◆ **Work task**
Go through the material and pull out every line with the string "buffers" in it.

[Start of Attachment]

//! Shared test utilities for the retouch test suite.
//!
//! Synthetic buffers with predictable content, plus helpers that put real
//! encoded files on disk for tests that go through [`RustBackend`].
//!
//! # Usage
//!
//! ```rust
//! use crate::test_helpers::*;
//!
//! let tmp = tempfile::TempDir::new().unwrap();
//! write_image(tmp.path(), "a.png", &gradient_rgb(16, 16));
//! write_corrupt(tmp.path(), "broken.jpg");
//! ```
//!
//! [`RustBackend`]: crate::imaging::RustBackend

use std::path::{Path, PathBuf};

use crate::imaging::{ImageBackend, ImageBuffer, RustBackend};

// =========================================================================
// Synthetic buffers
// =========================================================================

/// RGB buffer whose channels ramp independently along x, y and x+y.
///
/// Every pixel differs from its neighbours, so any transform that touches
/// pixels produces a visible change.
pub fn gradient_rgb(width: u32, height: u32) -> ImageBuffer {
    let mut data = Vec::with_capacity(width as usize * height as usize * 3);
    for y in 0..height {
        for x in 0..width {
            data.push(ramp(x, width));
            data.push(ramp(y, height));
            data.push(ramp(x + y, width + height));
        }
    }
    ImageBuffer::from_raw(width, height, 3, data).unwrap()
}

/// Grayscale buffer ramping along x and y.
pub fn gradient_gray(width: u32, height: u32) -> ImageBuffer {
    let mut data = Vec::with_capacity(width as usize * height as usize);
    for y in 0..height {
        for x in 0..width {
            data.push(ramp(x + y, width + height));
        }
    }
    ImageBuffer::from_raw(width, height, 1, data).unwrap()
}

/// RGB buffer filled with a single colour.
pub fn solid_rgb(width: u32, height: u32, rgb: [u8; 3]) -> ImageBuffer {
    let data = rgb
        .iter()
        .copied()
        .cycle()
        .take(width as usize * height as usize * 3)
        .collect();
    ImageBuffer::from_raw(width, height, 3, data).unwrap()
}

fn ramp(pos: u32, span: u32) -> u8 {
    if span <= 1 {
        return 0;
    }
    ((pos as u64 * 255) / (span as u64 - 1)).min(255) as u8
}

// =========================================================================
// Files on disk
// =========================================================================

/// Encode `buffer` into `dir/name` with the real backend. Returns the path.
pub fn write_image(dir: &Path, name: &str, buffer: &ImageBuffer) -> PathBuf {
    let path = dir.join(name);
    RustBackend::new().encode(buffer, &path).unwrap();
    path
}

/// Write bytes that carry an image extension but are not a decodable image.
pub fn write_corrupt(dir: &Path, name: &str) -> PathBuf {
    let path = dir.join(name);
    std::fs::write(&path, b"definitely not an image").unwrap();
    path
}

/// Names of regular files in `dir`, sorted.
pub fn file_names(dir: &Path) -> Vec<String> {
    let mut names: Vec<String> = std::fs::read_dir(dir)
        .unwrap()
        .map(|e| e.unwrap())
        .filter(|e| e.path().is_file())
        .map(|e| e.file_name().to_string_lossy().into_owned())
        .collect();
    names.sort();
    names
}
//! Parameter types for the enhancement transforms.
//!
//! These structs describe *how strongly* each correction is applied. They are
//! filled from the `[exposure]`, `[color_balance]`, `[shadows]` and `[details]`
//! config sections and captured by the registry when it is built, so a
//! transform's behaviour is fixed for the lifetime of the registry.
//!
//! ## Types
//!
//! - [`ExposureParams`]: gain and offset of the affine intensity remap.
//! - [`ClaheParams`]: clip limit and tile grid for adaptive equalisation.
//! - [`ShadowParams`]: dilation kernel and median window for background estimation.
//! - [`DetailParams`]: spatial/range sigmas of the edge-preserving filter.
//! - [`TransformParams`]: all of the above, one per parameterised transform.

/// Affine remap `|alpha * v + beta|`, saturated to 0–255.
#[derive(Debug, Clone, Copy, PartialEq)]
pub struct ExposureParams {
    pub alpha: f32,
    pub beta: f32,
}

impl Default for ExposureParams {
    fn default() -> Self {
        Self {
            alpha: 1.2,
            beta: 20.0,
        }
    }
}

/// Contrast-limited adaptive histogram equalisation settings.
#[derive(Debug, Clone, Copy, PartialEq)]
pub struct ClaheParams {
    /// Histogram bins are clipped at `clip_limit * tile_area / 256`.
    pub clip_limit: f32,
    /// Tile grid as (columns, rows).
    pub tile_grid: (u32, u32),
}

impl Default for ClaheParams {
    fn default() -> Self {
        Self {
            clip_limit: 3.0,
            tile_grid: (8, 8),
        }
    }
}

/// Shadow removal settings. Both sizes are odd window widths in pixels.
#[derive(Debug, Clone, Copy, PartialEq, Eq)]
pub struct ShadowParams {
    pub dilate_size: u32,
    pub median_size: u32,
}

impl Default for ShadowParams {
    fn default() -> Self {
        Self {
            dilate_size: 7,
            median_size: 21,
        }
    }
}

/// Detail enhancement settings.
///
/// - `sigma_s`: spatial extent of the smoothing, in pixels
/// - `sigma_r`: range sensitivity on 0–1 normalised intensity (smaller keeps more edges)
#[derive(Debug, Clone, Copy, PartialEq)]
pub struct DetailParams {
    pub sigma_s: f32,
    pub sigma_r: f32,
}

impl Default for DetailParams {
    fn default() -> Self {
        Self {
            sigma_s: 10.0,
            sigma_r: 0.15,
        }
    }
}

/// Parameters for every tunable transform.
#[derive(Debug, Clone, Copy, PartialEq, Default)]
pub struct TransformParams {
    pub exposure: ExposureParams,
    pub clahe: ClaheParams,
    pub shadows: ShadowParams,
    pub details: DetailParams,
}

#[cfg(test)]
mod tests {
    use super::*;

    #[test]
    fn exposure_defaults() {
        let p = ExposureParams::default();
        assert_eq!(p.alpha, 1.2);
        assert_eq!(p.beta, 20.0);
    }

    #[test]
    fn clahe_defaults() {
        let p = ClaheParams::default();
        assert_eq!(p.clip_limit, 3.0);
        assert_eq!(p.tile_grid, (8, 8));
    }

    #[test]
    fn shadow_windows_are_odd() {
        let p = ShadowParams::default();
        assert_eq!(p.dilate_size % 2, 1);
        assert_eq!(p.median_size % 2, 1);
    }
}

[End of Attachment]

◆ **Result for this exercise**
//! Synthetic buffers with predictable content, plus helpers that put real
// Synthetic buffers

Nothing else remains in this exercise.